THE TASK: Write out again, exactly, the lines below starting at the one with "self.clock = clock;" and ending at the one with "let pool_config = &config.pool;".

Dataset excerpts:
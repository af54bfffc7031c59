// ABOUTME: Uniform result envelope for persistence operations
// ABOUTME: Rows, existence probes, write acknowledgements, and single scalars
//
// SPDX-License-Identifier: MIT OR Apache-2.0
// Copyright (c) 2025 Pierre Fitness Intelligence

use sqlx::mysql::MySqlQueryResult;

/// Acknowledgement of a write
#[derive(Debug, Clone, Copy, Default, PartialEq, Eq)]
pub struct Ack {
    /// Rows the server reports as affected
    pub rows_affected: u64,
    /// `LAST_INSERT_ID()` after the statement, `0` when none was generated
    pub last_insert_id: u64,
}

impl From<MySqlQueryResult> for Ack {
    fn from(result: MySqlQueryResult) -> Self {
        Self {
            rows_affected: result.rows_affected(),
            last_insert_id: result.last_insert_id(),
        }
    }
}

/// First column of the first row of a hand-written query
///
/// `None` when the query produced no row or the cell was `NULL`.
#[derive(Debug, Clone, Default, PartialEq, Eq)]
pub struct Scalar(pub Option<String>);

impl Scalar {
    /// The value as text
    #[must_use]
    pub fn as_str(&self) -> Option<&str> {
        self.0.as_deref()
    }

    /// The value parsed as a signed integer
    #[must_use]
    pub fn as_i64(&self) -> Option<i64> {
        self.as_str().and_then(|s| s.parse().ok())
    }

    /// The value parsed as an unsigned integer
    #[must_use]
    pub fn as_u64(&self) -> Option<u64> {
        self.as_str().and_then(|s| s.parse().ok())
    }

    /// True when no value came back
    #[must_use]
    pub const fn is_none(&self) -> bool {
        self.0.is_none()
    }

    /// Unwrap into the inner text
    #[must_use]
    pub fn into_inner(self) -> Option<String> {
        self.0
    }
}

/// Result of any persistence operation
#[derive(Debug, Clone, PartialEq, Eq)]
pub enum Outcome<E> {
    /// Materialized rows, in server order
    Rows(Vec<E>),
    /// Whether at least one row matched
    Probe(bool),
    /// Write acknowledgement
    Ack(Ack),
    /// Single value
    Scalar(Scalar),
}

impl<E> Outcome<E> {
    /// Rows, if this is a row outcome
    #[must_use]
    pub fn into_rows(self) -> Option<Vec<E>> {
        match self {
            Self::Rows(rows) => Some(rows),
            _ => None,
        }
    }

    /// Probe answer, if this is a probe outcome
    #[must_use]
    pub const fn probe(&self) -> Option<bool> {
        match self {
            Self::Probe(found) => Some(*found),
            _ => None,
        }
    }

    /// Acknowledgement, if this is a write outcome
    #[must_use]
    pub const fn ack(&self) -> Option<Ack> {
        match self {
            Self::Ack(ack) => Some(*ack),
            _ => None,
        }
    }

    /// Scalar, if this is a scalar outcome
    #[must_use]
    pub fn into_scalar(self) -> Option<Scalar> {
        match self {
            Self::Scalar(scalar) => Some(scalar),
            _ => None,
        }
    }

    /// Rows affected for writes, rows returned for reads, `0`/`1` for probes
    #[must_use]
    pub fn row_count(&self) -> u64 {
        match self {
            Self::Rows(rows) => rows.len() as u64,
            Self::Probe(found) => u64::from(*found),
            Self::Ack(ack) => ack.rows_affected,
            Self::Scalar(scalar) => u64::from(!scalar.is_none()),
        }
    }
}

* * *

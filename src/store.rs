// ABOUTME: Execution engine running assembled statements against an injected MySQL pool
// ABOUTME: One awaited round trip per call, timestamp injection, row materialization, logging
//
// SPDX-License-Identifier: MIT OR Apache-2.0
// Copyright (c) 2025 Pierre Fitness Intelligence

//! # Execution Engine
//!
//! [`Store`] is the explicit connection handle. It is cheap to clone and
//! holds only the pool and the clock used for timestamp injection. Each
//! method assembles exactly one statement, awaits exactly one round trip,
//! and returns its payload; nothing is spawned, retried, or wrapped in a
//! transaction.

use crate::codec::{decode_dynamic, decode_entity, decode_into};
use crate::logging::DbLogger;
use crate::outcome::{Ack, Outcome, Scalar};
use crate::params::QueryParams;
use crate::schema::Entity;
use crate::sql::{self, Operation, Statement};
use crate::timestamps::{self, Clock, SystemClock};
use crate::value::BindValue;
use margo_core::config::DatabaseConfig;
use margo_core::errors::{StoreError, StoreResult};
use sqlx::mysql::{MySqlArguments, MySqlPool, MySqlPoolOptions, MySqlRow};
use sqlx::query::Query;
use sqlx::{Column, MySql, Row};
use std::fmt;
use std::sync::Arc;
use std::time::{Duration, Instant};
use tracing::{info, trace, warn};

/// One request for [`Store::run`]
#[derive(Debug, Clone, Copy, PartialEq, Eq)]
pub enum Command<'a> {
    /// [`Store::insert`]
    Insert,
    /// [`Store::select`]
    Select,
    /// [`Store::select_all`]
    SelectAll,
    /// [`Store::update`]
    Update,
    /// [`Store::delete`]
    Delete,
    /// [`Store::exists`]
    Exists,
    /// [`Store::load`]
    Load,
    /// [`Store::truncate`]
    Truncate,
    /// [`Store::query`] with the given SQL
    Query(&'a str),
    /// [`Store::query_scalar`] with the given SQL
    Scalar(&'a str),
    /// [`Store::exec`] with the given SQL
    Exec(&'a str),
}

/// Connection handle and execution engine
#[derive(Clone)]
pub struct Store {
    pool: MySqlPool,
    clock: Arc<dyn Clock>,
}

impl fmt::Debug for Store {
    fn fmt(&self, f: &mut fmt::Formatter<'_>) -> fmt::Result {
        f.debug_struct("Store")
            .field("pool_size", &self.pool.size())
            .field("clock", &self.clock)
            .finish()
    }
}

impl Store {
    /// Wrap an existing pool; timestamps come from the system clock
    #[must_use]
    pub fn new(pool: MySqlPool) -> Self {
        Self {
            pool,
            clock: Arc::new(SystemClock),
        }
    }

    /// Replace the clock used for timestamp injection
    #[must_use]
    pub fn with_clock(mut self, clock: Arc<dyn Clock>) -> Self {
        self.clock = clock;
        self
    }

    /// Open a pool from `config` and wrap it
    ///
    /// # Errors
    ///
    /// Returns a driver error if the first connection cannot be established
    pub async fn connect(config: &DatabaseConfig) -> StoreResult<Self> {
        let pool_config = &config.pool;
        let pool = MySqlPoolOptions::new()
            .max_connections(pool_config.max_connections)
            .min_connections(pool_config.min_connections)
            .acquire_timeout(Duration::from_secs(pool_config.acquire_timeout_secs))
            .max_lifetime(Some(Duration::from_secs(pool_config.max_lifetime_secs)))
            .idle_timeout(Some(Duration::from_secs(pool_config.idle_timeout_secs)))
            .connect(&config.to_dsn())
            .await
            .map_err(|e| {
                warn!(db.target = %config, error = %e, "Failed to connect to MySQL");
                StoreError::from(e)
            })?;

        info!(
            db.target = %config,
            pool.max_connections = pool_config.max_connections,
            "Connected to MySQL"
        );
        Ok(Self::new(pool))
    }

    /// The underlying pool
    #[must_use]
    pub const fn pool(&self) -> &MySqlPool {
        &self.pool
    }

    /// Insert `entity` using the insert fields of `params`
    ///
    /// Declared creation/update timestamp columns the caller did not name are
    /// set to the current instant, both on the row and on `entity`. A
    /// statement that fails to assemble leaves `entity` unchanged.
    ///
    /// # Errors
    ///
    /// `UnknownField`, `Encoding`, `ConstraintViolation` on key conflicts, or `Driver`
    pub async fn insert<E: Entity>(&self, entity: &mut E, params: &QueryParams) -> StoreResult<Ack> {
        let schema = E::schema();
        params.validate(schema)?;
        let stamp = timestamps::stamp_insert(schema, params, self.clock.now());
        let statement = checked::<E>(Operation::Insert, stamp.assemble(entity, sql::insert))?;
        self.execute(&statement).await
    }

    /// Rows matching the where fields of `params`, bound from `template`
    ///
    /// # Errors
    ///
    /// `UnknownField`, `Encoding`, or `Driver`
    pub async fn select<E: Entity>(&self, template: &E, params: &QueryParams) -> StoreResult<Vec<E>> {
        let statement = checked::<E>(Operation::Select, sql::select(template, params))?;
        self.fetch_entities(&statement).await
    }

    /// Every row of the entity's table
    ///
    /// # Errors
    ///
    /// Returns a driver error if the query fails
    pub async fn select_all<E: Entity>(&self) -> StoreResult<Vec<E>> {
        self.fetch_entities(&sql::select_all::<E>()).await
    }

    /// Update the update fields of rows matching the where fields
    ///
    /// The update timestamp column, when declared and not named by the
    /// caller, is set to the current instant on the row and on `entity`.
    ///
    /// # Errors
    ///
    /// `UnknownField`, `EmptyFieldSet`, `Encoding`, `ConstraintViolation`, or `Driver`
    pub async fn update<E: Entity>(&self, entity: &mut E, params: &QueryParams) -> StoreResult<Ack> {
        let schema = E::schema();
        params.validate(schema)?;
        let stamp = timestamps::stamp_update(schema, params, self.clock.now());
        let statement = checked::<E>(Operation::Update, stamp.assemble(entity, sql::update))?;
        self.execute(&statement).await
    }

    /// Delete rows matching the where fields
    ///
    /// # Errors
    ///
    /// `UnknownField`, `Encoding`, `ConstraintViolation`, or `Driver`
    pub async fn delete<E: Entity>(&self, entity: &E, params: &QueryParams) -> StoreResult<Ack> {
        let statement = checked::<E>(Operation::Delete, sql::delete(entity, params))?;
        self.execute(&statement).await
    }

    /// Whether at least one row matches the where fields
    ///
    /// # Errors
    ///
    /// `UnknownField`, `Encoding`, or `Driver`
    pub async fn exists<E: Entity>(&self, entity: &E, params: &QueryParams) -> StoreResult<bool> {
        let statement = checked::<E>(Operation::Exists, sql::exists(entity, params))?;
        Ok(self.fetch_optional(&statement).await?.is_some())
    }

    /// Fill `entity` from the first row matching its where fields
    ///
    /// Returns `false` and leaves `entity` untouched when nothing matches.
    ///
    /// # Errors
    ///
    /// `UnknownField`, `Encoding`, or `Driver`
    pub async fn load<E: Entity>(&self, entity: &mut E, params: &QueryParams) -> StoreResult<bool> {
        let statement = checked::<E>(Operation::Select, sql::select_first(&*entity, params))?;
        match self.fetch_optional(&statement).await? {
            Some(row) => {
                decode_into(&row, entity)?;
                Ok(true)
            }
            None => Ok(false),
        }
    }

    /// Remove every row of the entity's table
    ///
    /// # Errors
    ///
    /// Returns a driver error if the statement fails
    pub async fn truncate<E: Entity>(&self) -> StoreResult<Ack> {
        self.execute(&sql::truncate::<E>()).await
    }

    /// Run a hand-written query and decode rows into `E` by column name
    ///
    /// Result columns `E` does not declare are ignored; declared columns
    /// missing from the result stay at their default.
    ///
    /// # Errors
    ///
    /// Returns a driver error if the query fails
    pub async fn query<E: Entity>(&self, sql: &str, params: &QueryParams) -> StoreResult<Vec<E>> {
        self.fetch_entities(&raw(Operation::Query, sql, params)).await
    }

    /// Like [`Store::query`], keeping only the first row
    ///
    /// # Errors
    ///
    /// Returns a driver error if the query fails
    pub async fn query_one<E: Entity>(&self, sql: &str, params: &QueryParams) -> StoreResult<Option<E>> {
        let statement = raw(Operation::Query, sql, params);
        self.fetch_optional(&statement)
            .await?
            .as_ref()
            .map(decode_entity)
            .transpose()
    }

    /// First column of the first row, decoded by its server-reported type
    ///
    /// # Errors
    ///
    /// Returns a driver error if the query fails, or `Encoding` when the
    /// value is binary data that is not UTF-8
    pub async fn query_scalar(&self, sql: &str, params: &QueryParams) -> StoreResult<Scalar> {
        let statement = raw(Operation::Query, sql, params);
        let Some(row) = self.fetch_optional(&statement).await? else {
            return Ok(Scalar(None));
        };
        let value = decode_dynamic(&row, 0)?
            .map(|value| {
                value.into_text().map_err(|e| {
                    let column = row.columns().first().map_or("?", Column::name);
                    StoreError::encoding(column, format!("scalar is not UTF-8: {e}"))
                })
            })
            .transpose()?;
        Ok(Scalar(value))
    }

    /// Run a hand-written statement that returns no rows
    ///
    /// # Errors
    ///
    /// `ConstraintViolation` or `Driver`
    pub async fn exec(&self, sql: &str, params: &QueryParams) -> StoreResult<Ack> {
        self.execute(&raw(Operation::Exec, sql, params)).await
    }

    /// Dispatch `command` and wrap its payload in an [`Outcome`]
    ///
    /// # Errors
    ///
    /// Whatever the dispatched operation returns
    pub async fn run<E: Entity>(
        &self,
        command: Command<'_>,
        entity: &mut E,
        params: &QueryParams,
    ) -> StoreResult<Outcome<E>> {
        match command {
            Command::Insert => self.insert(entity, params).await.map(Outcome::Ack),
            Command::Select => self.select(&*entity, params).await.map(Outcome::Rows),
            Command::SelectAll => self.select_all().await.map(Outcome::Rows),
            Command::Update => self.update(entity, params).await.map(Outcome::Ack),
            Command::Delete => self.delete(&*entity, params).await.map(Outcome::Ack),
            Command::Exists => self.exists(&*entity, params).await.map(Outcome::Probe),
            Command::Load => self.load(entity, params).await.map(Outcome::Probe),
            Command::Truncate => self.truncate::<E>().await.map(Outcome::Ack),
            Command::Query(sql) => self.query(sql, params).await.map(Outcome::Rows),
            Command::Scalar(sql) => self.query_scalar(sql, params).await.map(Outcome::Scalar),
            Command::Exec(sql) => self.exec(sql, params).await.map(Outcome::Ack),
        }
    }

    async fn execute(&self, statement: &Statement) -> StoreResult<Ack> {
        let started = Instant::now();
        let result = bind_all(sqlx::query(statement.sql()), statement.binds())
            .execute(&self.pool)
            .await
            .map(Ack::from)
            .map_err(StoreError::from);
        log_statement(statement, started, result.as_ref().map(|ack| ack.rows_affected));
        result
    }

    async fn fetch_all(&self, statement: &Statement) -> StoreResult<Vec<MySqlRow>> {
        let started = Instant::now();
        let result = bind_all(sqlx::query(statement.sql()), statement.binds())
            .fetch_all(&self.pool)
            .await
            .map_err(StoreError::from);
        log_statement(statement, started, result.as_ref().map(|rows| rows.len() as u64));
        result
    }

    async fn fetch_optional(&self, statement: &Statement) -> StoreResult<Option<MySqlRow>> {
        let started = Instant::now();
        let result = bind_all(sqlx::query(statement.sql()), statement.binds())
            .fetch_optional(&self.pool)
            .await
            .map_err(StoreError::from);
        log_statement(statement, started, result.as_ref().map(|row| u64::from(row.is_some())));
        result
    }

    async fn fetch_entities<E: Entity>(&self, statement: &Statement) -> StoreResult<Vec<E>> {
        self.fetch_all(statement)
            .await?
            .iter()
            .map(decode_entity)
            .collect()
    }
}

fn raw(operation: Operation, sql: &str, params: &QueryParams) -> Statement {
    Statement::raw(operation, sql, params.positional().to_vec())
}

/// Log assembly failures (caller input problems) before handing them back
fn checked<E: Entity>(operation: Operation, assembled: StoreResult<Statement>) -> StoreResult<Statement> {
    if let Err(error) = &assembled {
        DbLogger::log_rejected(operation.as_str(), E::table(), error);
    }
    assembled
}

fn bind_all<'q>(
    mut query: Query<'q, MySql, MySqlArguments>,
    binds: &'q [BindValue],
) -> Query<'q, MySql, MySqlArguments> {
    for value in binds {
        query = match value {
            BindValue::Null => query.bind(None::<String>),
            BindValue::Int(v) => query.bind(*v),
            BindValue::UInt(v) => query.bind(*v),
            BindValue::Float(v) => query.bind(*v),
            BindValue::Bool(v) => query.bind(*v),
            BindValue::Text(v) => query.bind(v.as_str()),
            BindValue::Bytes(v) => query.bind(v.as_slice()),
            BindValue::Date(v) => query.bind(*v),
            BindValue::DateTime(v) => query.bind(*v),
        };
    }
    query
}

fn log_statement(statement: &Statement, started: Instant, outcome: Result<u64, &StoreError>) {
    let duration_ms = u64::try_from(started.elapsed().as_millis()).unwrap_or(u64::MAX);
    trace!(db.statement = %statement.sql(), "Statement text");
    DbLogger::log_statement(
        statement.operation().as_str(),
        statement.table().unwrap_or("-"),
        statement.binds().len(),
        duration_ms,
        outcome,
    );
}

WRITTEN SOLUTION:
        self.clock = clock;
        self
    }

    /// Open a pool from `config` and wrap it
    ///
    /// # Errors
    ///
    /// Returns a driver error if the first connection cannot be established
    pub async fn connect(config: &DatabaseConfig) -> StoreResult<Self> {
        let pool_config = &config.pool;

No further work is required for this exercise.